To become forgettable, shoot for status

To become forgettable

The other day, I was sitting on my couch and looking for cool new articles.

After a few minutes of scrolling, one caught my eye.

Its title?

Prestigious science journals struggle to reach even average reliability”.

Sexy, I know.

The paper went on to make the argument that the more prestigious the scientific journal (in terms of journal rank), the shoddier the research.

This pattern isn’t limited to the scientific world. You can see a similar dynamic at play in many areas of life.

And I think that the main cause is quite simple: improper intentions.

Prestige, fame, status—when we’re focused on these things, we stop paying full attention to the creative process.

Think back to when you were in school. Which class did you do best in?

It was probably the course you were *actually* interested in. You read the required readings with relish. You wrote your papers with curiosity and care.

Yes, you got an A—but it was a byproduct of your passion for the material.

Now, think about another course that you took just to pad your GPA. You know what type of course I’m talking about: the “easy A”.
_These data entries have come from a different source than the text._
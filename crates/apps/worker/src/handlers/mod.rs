use crate::context::WorkerContext;
use crate::jobs::heartbeat::start_heartbeat_loop;
use crate::jobs::management::is_job_cancelled;
use color_eyre::Result;
use color_eyre::eyre::eyre;
use common_services::database::jobs::{Job, JobType};
use common_types::{JobOutcome, MediaEventPayload};
use route::{Route, route};
use std::sync::Arc;
use std::time::Duration;
use tracing::{info, instrument};

pub mod cleanup;
pub mod image;
pub mod route;
pub mod transcribe;
pub mod video;

#[cfg(test)]
pub(crate) mod test_support;

/// The outcome of a job handler's execution.
#[derive(Debug, PartialEq)]
pub enum JobResult {
    Done(JobOutcome),
    Cancelled,
}

/// Dispatches a job to its corresponding handler and manages its lifecycle.
///
/// The handler runs in its own task, so a panic surfaces as an error here
/// instead of taking the worker down.
///
/// # Errors
///
/// This function will return an error if the specific job handler fails or panics.
pub async fn handle_job(context: &Arc<WorkerContext>, job: &Job) -> Result<JobResult> {
    let every = Duration::from_secs(context.settings.queue.heartbeat_interval_seconds.max(1));
    let heartbeat_handle = start_heartbeat_loop(&context.pool, job.id, every);

    let task_context = Arc::clone(context);
    let task_job = job.clone();
    let result = tokio::spawn(async move { dispatch(&task_context, &task_job).await }).await;

    heartbeat_handle.abort();
    match result {
        Ok(result) => result,
        Err(e) if e.is_panic() => Err(eyre!("Handler for job {} panicked", job.id)),
        Err(e) => Err(eyre!("Handler for job {} was aborted: {e}", job.id)),
    }
}

async fn dispatch(context: &WorkerContext, job: &Job) -> Result<JobResult> {
    if is_job_cancelled(&context.pool, job.id).await? {
        return Ok(JobResult::Cancelled);
    }

    let outcome = match job.job_type {
        JobType::MediaEvent => handle_media_event(context, job).await?,
        JobType::Transcribe => transcribe::handle(context, job).await?,
    };
    Ok(JobResult::Done(outcome))
}

#[instrument(skip_all, fields(job_id = job.id, bucket = %job.bucket, key = %job.object_key))]
async fn handle_media_event(context: &WorkerContext, job: &Job) -> Result<JobOutcome> {
    let event_name = job
        .payload
        .clone()
        .and_then(|p| serde_json::from_value::<MediaEventPayload>(p).ok())
        .map_or_else(
            || job.event_kind.default_event_name().to_owned(),
            |p| p.event_name,
        );

    let route = route(
        &context.settings.media,
        &context.settings.object_store.derived_prefix,
        &job.object_key,
        job.event_kind,
    );
    info!(
        "Dispatching {}/{} ({}) to {:?}",
        job.bucket, job.object_key, event_name, route
    );

    match route {
        Route::Image => image::handle(context, job).await,
        Route::Video => video::handle(context, job).await,
        Route::Cleanup => cleanup::handle(context, job).await,
        Route::Transcribe => {
            let object = job.object();
            transcribe::transcribe_object(context, &object, &object, false).await
        }
        Route::Skip(reason) => Ok(JobOutcome::skipped(reason)),
    }
}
I bet you struggled. You probably had a hard time sitting down to study. You probably skipped more classes than you should’ve. You might have even gotten an A- instead of your expected A+.

It all comes down to intention. When your intentions are extrinsic, you’re not going to operate at your full capacity. When you’re only focused on a tangible goal, you’re not going to get into that ever-so-wonderful flow state that we’ve all experienced (and loved).

When you’re not focused on the process, you’re not going to perform at your full capacity.

And your audience is going to know.

We all can spot goal-focused people from a mile away. It’s why we hate those smarmy networkers, and those “friends” we think are using us for their own selfish aims.

So, please, whatever you do–do it with your full attention. Pay attention to the journey. Don’t just focus on the finish line. Your friends, family, and customers will thank you.

Until tomorrow,


PS: I’ve created a Facebook group for people who want to get more regular (and unhinged) updates from me.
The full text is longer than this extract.